20.3 Detecting Changes After the Fact

As we saw in the last section, there may be circumstances in which we cannot use read-only media to protect files and directories. Or, we may have a case in which some of the important files are relatively volatile and need to change on a regular basis. In cases such as these, we want to be able to detect whether unauthorized changes occur.

There are basically three approaches to detecting changes to files and inodes:

Use comparison copies of the data to be monitored. This is the most reliable way.
Monitor metadata about the items to be protected. This includes monitoring the modification time of entries as kept by the operating system, and monitoring any logs or audit trails that show alterations to files.
Use some form of signature of the data to be monitored, and periodically recompute and compare the signature against a stored value.
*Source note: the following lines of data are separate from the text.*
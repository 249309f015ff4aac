use anyhow::{Result, Context};
use std::fs;
use std::path::{Path, PathBuf};
use walkdir::WalkDir;

// @module: File and directory utilities

/// Image extensions usable as preview backgrounds
const IMAGE_EXTENSIONS: [&str; 3] = ["jpg", "jpeg", "png"];

// @struct: File operations utility
pub struct FileManager;

impl FileManager {
    // @checks: File existence
    pub fn file_exists<P: AsRef<Path>>(path: P) -> bool {
        path.as_ref().exists() && path.as_ref().is_file()
    }

    // @creates: Directory and parents if needed
    pub fn ensure_dir<P: AsRef<Path>>(path: P) -> Result<()> {
        let path = path.as_ref();
        if !path.as_os_str().is_empty() && !path.exists() {
            fs::create_dir_all(path)?;
        }
        Ok(())
    }

    // @generates: Sibling path with a different extension
    pub fn with_extension<P: AsRef<Path>>(input_file: P, extension: &str) -> PathBuf {
        input_file.as_ref().with_extension(extension.trim_start_matches('.'))
    }

    // @generates: Default rendered video name, `<stem>-subs.mp4` next to the input
    pub fn rendered_video_path<P: AsRef<Path>>(input_file: P) -> PathBuf {
        let input_file = input_file.as_ref();
        let stem = input_file.file_stem().unwrap_or_default().to_string_lossy();
        input_file.with_file_name(format!("{}-subs.mp4", stem))
    }

    /// Read a file to a string
    pub fn read_to_string<P: AsRef<Path>>(path: P) -> Result<String> {
        fs::read_to_string(&path)
            .with_context(|| format!("Failed to read file: {:?}", path.as_ref()))
    }

    /// Write a string to a file
    pub fn write_to_file<P: AsRef<Path>>(path: P, content: &str) -> Result<()> {
        // Ensure the parent directory exists
        if let Some(parent) = path.as_ref().parent() {
            Self::ensure_dir(parent)?;
        }

        fs::write(&path, content)
            .with_context(|| format!("Failed to write to file: {:?}", path.as_ref()))?;

        Ok(())
    }

    /// List the background images directly inside a directory, sorted by path
    pub fn find_images<P: AsRef<Path>>(dir: P) -> Result<Vec<PathBuf>> {
        let dir = dir.as_ref();
        let mut result = Vec::new();

        for entry in WalkDir::new(dir).min_depth(1).max_depth(1).follow_links(true) {
            let entry = entry.with_context(|| format!("Failed to read directory: {:?}", dir))?;
            let path = entry.path();

            if path.is_file() && Self::is_image(path) {
                result.push(path.to_path_buf());
            }
        }

        result.sort();
        Ok(result)
    }

    fn is_image(path: &Path) -> bool {
        path.extension()
            .map(|ext| ext.to_string_lossy().to_lowercase())
            .is_some_and(|ext| IMAGE_EXTENSIONS.contains(&ext.as_str()))
    }
}
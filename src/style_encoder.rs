/*!
 * Encoding of style values into ASS field syntax.
 */

use crate::errors::TranscodeError;

/// Prefix of an ASS color literal
pub const COLOR_LITERAL_PREFIX: &str = "&H";

/// Alpha byte for a fully opaque color
const OPAQUE_ALPHA: &str = "00";

/// Convert a `#RRGGBB` (or `#RGB`) color into an ASS `&HAABBGGRR` literal.
///
/// The leading `#` is optional. Shorthand colors are expanded by doubling each
/// digit (`f0a` becomes `ff00aa`).
pub fn encode_color(hex: &str) -> Result<String, TranscodeError> {
    let digits = hex.trim();
    let digits = digits.strip_prefix('#').unwrap_or(digits);

    let expanded: String = if digits.chars().count() == 3 {
        digits.chars().flat_map(|c| [c, c]).collect()
    } else {
        digits.to_string()
    };

    if expanded.len() != 6 || !expanded.chars().all(|c| c.is_ascii_hexdigit()) {
        return Err(TranscodeError::InvalidColor(hex.to_string()));
    }

    let (r, g, b) = (&expanded[0..2], &expanded[2..4], &expanded[4..6]);
    Ok(format!("{}{}{}{}{}", COLOR_LITERAL_PREFIX, OPAQUE_ALPHA, b, g, r).to_uppercase())
}

/// Map a placement name to an ASS numpad alignment code.
///
/// Unknown placements fall back to bottom-center (2) instead of failing.
pub fn encode_alignment(placement: &str) -> u8 {
    match placement.trim().to_lowercase().as_str() {
        "top" | "top-center" => 8,
        "center" | "middle" | "middle-center" => 5,
        "bottom" | "bottom-center" => 2,
        _ => 2,
    }
}

/// ASS boolean style flag: -1 is on, 0 is off
pub fn encode_flag(enabled: bool) -> i8 {
    if enabled { -1 } else { 0 }
}
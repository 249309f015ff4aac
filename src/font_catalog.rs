/*!
 * Lookup of installed font families through fontconfig.
 *
 * The transcoder only writes a family name into the style record; this catalog
 * serves the surrounding tool (listing choices, locating a family's file).
 */

use std::path::{Path, PathBuf};
use std::process::Command;

use crate::errors::RenderError;

/// Source of installed font families
pub trait FontCatalog {
    /// Sorted, de-duplicated family names
    fn families(&self) -> Result<Vec<String>, RenderError>;

    /// File of the first font whose name matches `family`
    fn resolve(&self, family: &str) -> Result<Option<PathBuf>, RenderError>;
}

/// Catalog backed by the `fc-list` tool
pub struct FcListCatalog {
    program: String,
}

impl Default for FcListCatalog {
    fn default() -> Self {
        Self { program: "fc-list".to_string() }
    }
}

impl FcListCatalog {
    pub fn new(program: impl Into<String>) -> Self {
        Self { program: program.into() }
    }

    fn run(&self, format: &str) -> Result<String, RenderError> {
        let output = Command::new(&self.program)
            .arg("--format")
            .arg(format)
            .output()
            .map_err(|e| RenderError::ToolNotFound {
                tool: self.program.clone(),
                message: e.to_string(),
            })?;

        if !output.status.success() {
            return Err(RenderError::Failed {
                tool: self.program.clone(),
                message: String::from_utf8_lossy(&output.stderr).trim().to_string(),
            });
        }

        Ok(String::from_utf8_lossy(&output.stdout).to_string())
    }
}

impl FontCatalog for FcListCatalog {
    fn families(&self) -> Result<Vec<String>, RenderError> {
        Ok(parse_family_list(&self.run("%{fullname}\n")?))
    }

    fn resolve(&self, family: &str) -> Result<Option<PathBuf>, RenderError> {
        Ok(parse_font_lookup(&self.run("%{fullname},%{file}\n")?, family))
    }
}

/// First full name of every line, trimmed, sorted and de-duplicated
pub fn parse_family_list(output: &str) -> Vec<String> {
    let mut families: Vec<String> = output
        .lines()
        .filter_map(|line| line.split(',').next())
        .map(|name| name.trim().to_string())
        .filter(|name| !name.is_empty())
        .collect();
    families.sort();
    families.dedup();
    families
}

/// Path of the first `names,file` line where one of the names equals `family`
/// (ignoring case). Full names may contain commas, so the path is whatever
/// follows the last comma.
pub fn parse_font_lookup(output: &str, family: &str) -> Option<PathBuf> {
    let wanted = family.trim().to_lowercase();
    if wanted.is_empty() {
        return None;
    }

    output.lines().find_map(|line| {
        let (names, file) = line.rsplit_once(',')?;
        let matches = names.split(',').any(|name| name.trim().to_lowercase() == wanted);
        let file = file.trim();
        (matches && !file.is_empty()).then(|| PathBuf::from(file))
    })
}

/// MIME type served for a font file
pub fn font_mime_type(path: &Path) -> &'static str {
    match path.extension().map(|ext| ext.to_string_lossy().to_lowercase()).as_deref() {
        Some("ttf") => "font/ttf",
        Some("otf") => "font/otf",
        _ => "application/octet-stream",
    }
}
/*!
 * Mock collaborator implementations for testing
 *
 * These replace ffmpeg and fc-list so controller tests never start external
 * processes. Every call is recorded for later inspection.
 */

use async_trait::async_trait;
use std::path::{Path, PathBuf};
use std::sync::{Arc, Mutex};

use subburn::errors::RenderError;
use subburn::font_catalog::{parse_family_list, parse_font_lookup, FontCatalog};
use subburn::render::ScriptRenderer;

/// One recorded render request
#[derive(Debug, Clone)]
pub enum RenderCall {
    Video {
        script: String,
        duration: String,
        output: PathBuf,
    },
    Still {
        script: String,
        background: PathBuf,
        output: PathBuf,
    },
}

/// Renderer that records requests instead of running ffmpeg
#[derive(Debug, Clone, Default)]
pub struct RecordingRenderer {
    pub calls: Arc<Mutex<Vec<RenderCall>>>,
    pub fail: bool,
}

impl RecordingRenderer {
    pub fn new() -> Self {
        Self::default()
    }

    pub fn failing() -> Self {
        Self {
            fail: true,
            ..Self::default()
        }
    }

    pub fn recorded(&self) -> Vec<RenderCall> {
        self.calls.lock().unwrap().clone()
    }

    fn result(&self) -> Result<(), RenderError> {
        if self.fail {
            Err(RenderError::Failed {
                tool: "ffmpeg".to_string(),
                message: "simulated failure".to_string(),
            })
        } else {
            Ok(())
        }
    }
}

#[async_trait]
impl ScriptRenderer for RecordingRenderer {
    async fn render_video(&self, script: &str, duration: &str, output: &Path) -> Result<(), RenderError> {
        self.calls.lock().unwrap().push(RenderCall::Video {
            script: script.to_string(),
            duration: duration.to_string(),
            output: output.to_path_buf(),
        });
        self.result()
    }

    async fn render_still(&self, script: &str, background: &Path, output: &Path) -> Result<(), RenderError> {
        self.calls.lock().unwrap().push(RenderCall::Still {
            script: script.to_string(),
            background: background.to_path_buf(),
            output: output.to_path_buf(),
        });
        self.result()
    }
}

/// Font catalog answering from canned `fc-list` output
pub struct StaticFontCatalog {
    pub listing: String,
}

impl StaticFontCatalog {
    pub fn new(listing: &str) -> Self {
        Self {
            listing: listing.to_string(),
        }
    }
}

impl FontCatalog for StaticFontCatalog {
    fn families(&self) -> Result<Vec<String>, RenderError> {
        Ok(parse_family_list(&self.listing))
    }

    fn resolve(&self, family: &str) -> Result<Option<PathBuf>, RenderError> {
        Ok(parse_font_lookup(&self.listing, family))
    }
}
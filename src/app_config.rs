use anyhow::{Context, Result};
use log::warn;
use serde::{Deserialize, Serialize};
use std::default::Default;
use std::fs::File;
use std::io::BufReader;
use std::path::{Path, PathBuf};

use crate::errors::TranscodeError;
use crate::style_encoder;

/// Application configuration module
/// This module handles the application configuration including loading,
/// validating and saving configuration settings.
/// Represents the application configuration
#[derive(Debug, Serialize, Deserialize, Clone, Default)]
pub struct Config {
    /// Style applied to every cue
    #[serde(default)]
    pub style: StyleConfig,

    /// External renderer settings
    #[serde(default)]
    pub render: RenderConfig,

    /// Log level
    #[serde(default)]
    pub log_level: LogLevel,
}

/// How the outline and shadow are drawn
#[derive(Debug, Serialize, Deserialize, Clone, Copy, PartialEq, Eq, Default)]
#[serde(rename_all = "lowercase")]
pub enum BorderStyle {
    // @style: Outline plus drop shadow
    #[default]
    Outline,
    // @style: Opaque box behind the text
    Box,
}

impl BorderStyle {
    // @returns: ASS BorderStyle code
    pub fn code(&self) -> u8 {
        match self {
            Self::Outline => 1,
            Self::Box => 3,
        }
    }
}

impl std::str::FromStr for BorderStyle {
    type Err = anyhow::Error;

    fn from_str(s: &str) -> Result<Self> {
        match s.to_lowercase().as_str() {
            "outline" | "1" => Ok(Self::Outline),
            "box" | "3" => Ok(Self::Box),
            _ => Err(anyhow::anyhow!("Invalid border style: {}", s)),
        }
    }
}

/// Style record applied uniformly to all cues of one transcode
#[derive(Debug, Serialize, Deserialize, Clone, PartialEq)]
pub struct StyleConfig {
    #[serde(default = "default_font_family")]
    pub font_family: String,

    #[serde(default = "default_font_size")]
    pub font_size: f64,

    /// Fill color, `#RRGGBB` or `#RGB`
    #[serde(default = "default_primary_color")]
    pub primary_color: String,

    /// Secondary color; also the word highlight color
    #[serde(default = "default_secondary_color")]
    pub secondary_color: String,

    #[serde(default = "default_outline_color")]
    pub outline_color: String,

    /// Shadow or box color
    #[serde(default = "default_background_color")]
    pub background_color: String,

    #[serde(default)]
    pub bold: bool,

    #[serde(default)]
    pub italic: bool,

    #[serde(default = "default_outline_width")]
    pub outline_width: f64,

    #[serde(default)]
    pub shadow_depth: f64,

    /// Extra letter spacing in pixels, may be negative
    #[serde(default)]
    pub letter_spacing: f64,

    /// Rotation in degrees
    #[serde(default)]
    pub rotation: f64,

    #[serde(default)]
    pub border_style: BorderStyle,

    /// `top`, `center` or `bottom`; anything else renders at the bottom
    #[serde(default = "default_placement")]
    pub placement: String,

    #[serde(default)]
    pub margin_left: f64,

    #[serde(default)]
    pub margin_right: f64,

    #[serde(default)]
    pub margin_vertical: f64,

    /// Fade length in milliseconds, 0 disables fading
    #[serde(default)]
    pub fade_ms: f64,

    /// Per-word karaoke highlighting
    #[serde(default)]
    pub highlight: bool,
}

impl Default for StyleConfig {
    fn default() -> Self {
        Self {
            font_family: default_font_family(),
            font_size: default_font_size(),
            primary_color: default_primary_color(),
            secondary_color: default_secondary_color(),
            outline_color: default_outline_color(),
            background_color: default_background_color(),
            bold: false,
            italic: false,
            outline_width: default_outline_width(),
            shadow_depth: 0.0,
            letter_spacing: 0.0,
            rotation: 0.0,
            border_style: BorderStyle::default(),
            placement: default_placement(),
            margin_left: 0.0,
            margin_right: 0.0,
            margin_vertical: 0.0,
            fade_ms: 0.0,
            highlight: false,
        }
    }
}

impl StyleConfig {
    /// Check every field; the error names the first offending one
    pub fn validate(&self) -> std::result::Result<(), TranscodeError> {
        let colors = [
            ("primary_color", &self.primary_color),
            ("secondary_color", &self.secondary_color),
            ("outline_color", &self.outline_color),
            ("background_color", &self.background_color),
        ];
        for (field, value) in colors {
            style_encoder::encode_color(value).map_err(|e| e.for_field(field))?;
        }

        if self.font_family.trim().is_empty() {
            return Err(TranscodeError::InvalidStyleField {
                field: "font_family",
                reason: "must not be empty".to_string(),
            });
        }
        // The family is written into a comma-separated record
        if self.font_family.contains(',') {
            return Err(TranscodeError::InvalidStyleField {
                field: "font_family",
                reason: "must not contain ','".to_string(),
            });
        }

        if !self.font_size.is_finite() || self.font_size <= 0.0 {
            return Err(TranscodeError::InvalidStyleField {
                field: "font_size",
                reason: format!("must be positive, got {}", self.font_size),
            });
        }

        let non_negative = [
            ("outline_width", self.outline_width),
            ("shadow_depth", self.shadow_depth),
            ("margin_left", self.margin_left),
            ("margin_right", self.margin_right),
            ("margin_vertical", self.margin_vertical),
            ("fade_ms", self.fade_ms),
        ];
        for (field, value) in non_negative {
            if !value.is_finite() || value < 0.0 {
                return Err(TranscodeError::InvalidStyleField {
                    field,
                    reason: format!("must be a non-negative number, got {}", value),
                });
            }
        }

        for (field, value) in [("letter_spacing", self.letter_spacing), ("rotation", self.rotation)] {
            if !value.is_finite() {
                return Err(TranscodeError::InvalidStyleField {
                    field,
                    reason: format!("must be a finite number, got {}", value),
                });
            }
        }

        Ok(())
    }
}

/// Settings for the external ffmpeg renderer
#[derive(Debug, Serialize, Deserialize, Clone, PartialEq)]
pub struct RenderConfig {
    /// ffmpeg executable name or path
    #[serde(default = "default_ffmpeg_path")]
    pub ffmpeg_path: String,

    /// Render timeout in seconds
    #[serde(default = "default_render_timeout_secs")]
    pub timeout_secs: u64,

    /// Seconds of blank video after the last cue
    #[serde(default = "default_tail_padding_secs")]
    pub tail_padding_secs: u64,

    #[serde(default = "default_frame_rate")]
    pub frame_rate: u32,

    /// ffmpeg `-b:v` value
    #[serde(default = "default_video_bitrate")]
    pub video_bitrate: String,

    /// Directory holding preview background images
    #[serde(default = "default_background_dir")]
    pub background_dir: PathBuf,
}

impl Default for RenderConfig {
    fn default() -> Self {
        Self {
            ffmpeg_path: default_ffmpeg_path(),
            timeout_secs: default_render_timeout_secs(),
            tail_padding_secs: default_tail_padding_secs(),
            frame_rate: default_frame_rate(),
            video_bitrate: default_video_bitrate(),
            background_dir: default_background_dir(),
        }
    }
}

/// Log verbosity level
#[derive(Debug, Serialize, Deserialize, Clone, PartialEq, Default)]
#[serde(rename_all = "lowercase")]
pub enum LogLevel {
    Error,
    Warn,
    #[default]
    Info,
    Debug,
    Trace,
}

impl LogLevel {
    pub fn to_level_filter(&self) -> log::LevelFilter {
        match self {
            LogLevel::Error => log::LevelFilter::Error,
            LogLevel::Warn => log::LevelFilter::Warn,
            LogLevel::Info => log::LevelFilter::Info,
            LogLevel::Debug => log::LevelFilter::Debug,
            LogLevel::Trace => log::LevelFilter::Trace,
        }
    }
}

fn default_font_family() -> String {
    "Arial".to_string()
}

fn default_font_size() -> f64 {
    120.0
}

fn default_primary_color() -> String {
    "#FFFFFF".to_string()
}

fn default_secondary_color() -> String {
    "#C6E62C".to_string() // Yellow-green highlight
}

fn default_outline_color() -> String {
    "#000000".to_string()
}

fn default_background_color() -> String {
    "#555555".to_string() // Gray drop shadow
}

fn default_outline_width() -> f64 {
    6.0
}

fn default_placement() -> String {
    "bottom".to_string()
}

fn default_ffmpeg_path() -> String {
    "ffmpeg".to_string()
}

fn default_render_timeout_secs() -> u64 {
    600
}

fn default_tail_padding_secs() -> u64 {
    5
}

fn default_frame_rate() -> u32 {
    30
}

fn default_video_bitrate() -> String {
    "3M".to_string()
}

fn default_background_dir() -> PathBuf {
    PathBuf::from("images")
}

impl Config {
    /// Validate the configuration for consistency and required values
    pub fn validate(&self) -> Result<()> {
        self.style.validate()?;

        if self.render.frame_rate == 0 {
            return Err(anyhow::anyhow!("Render frame rate must be positive"));
        }
        if self.render.ffmpeg_path.trim().is_empty() {
            return Err(anyhow::anyhow!("ffmpeg path must not be empty"));
        }

        Ok(())
    }

    /// Load the configuration file, writing a default one if it does not exist
    pub fn load_or_create<P: AsRef<Path>>(path: P) -> Result<Self> {
        let path = path.as_ref();

        if path.exists() {
            let file = File::open(path)
                .with_context(|| format!("Failed to open config file: {}", path.display()))?;
            let reader = BufReader::new(file);
            let config: Config = serde_json::from_reader(reader)
                .with_context(|| format!("Failed to parse config file: {}", path.display()))?;
            return Ok(config);
        }

        warn!("Config file not found at '{}', creating default config.", path.display());

        let config = Config::default();
        let config_json = serde_json::to_string_pretty(&config)
            .context("Failed to serialize default config to JSON")?;
        std::fs::write(path, config_json)
            .with_context(|| format!("Failed to write default config to file: {}", path.display()))?;

        Ok(config)
    }
}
Each of these approaches has drawbacks and benefits, as we discuss in the following sections. But before we explain them in detail, we need to explain a fundamental problem common to all of these schemes.

20.3.1 The Achilles Heel of Integrity Management Systems

The remainder of this chapter describes several different integrity management systems. All of these systems perform more or less the same function: they examine files on a computer's disk drive to determine whether the files have been changed in any significant way.

Although there are many reasons that you might want to examine the integrity of your system's files, one of the most common is to determine what has changed after a computer has been attacked, broken into, and compromised.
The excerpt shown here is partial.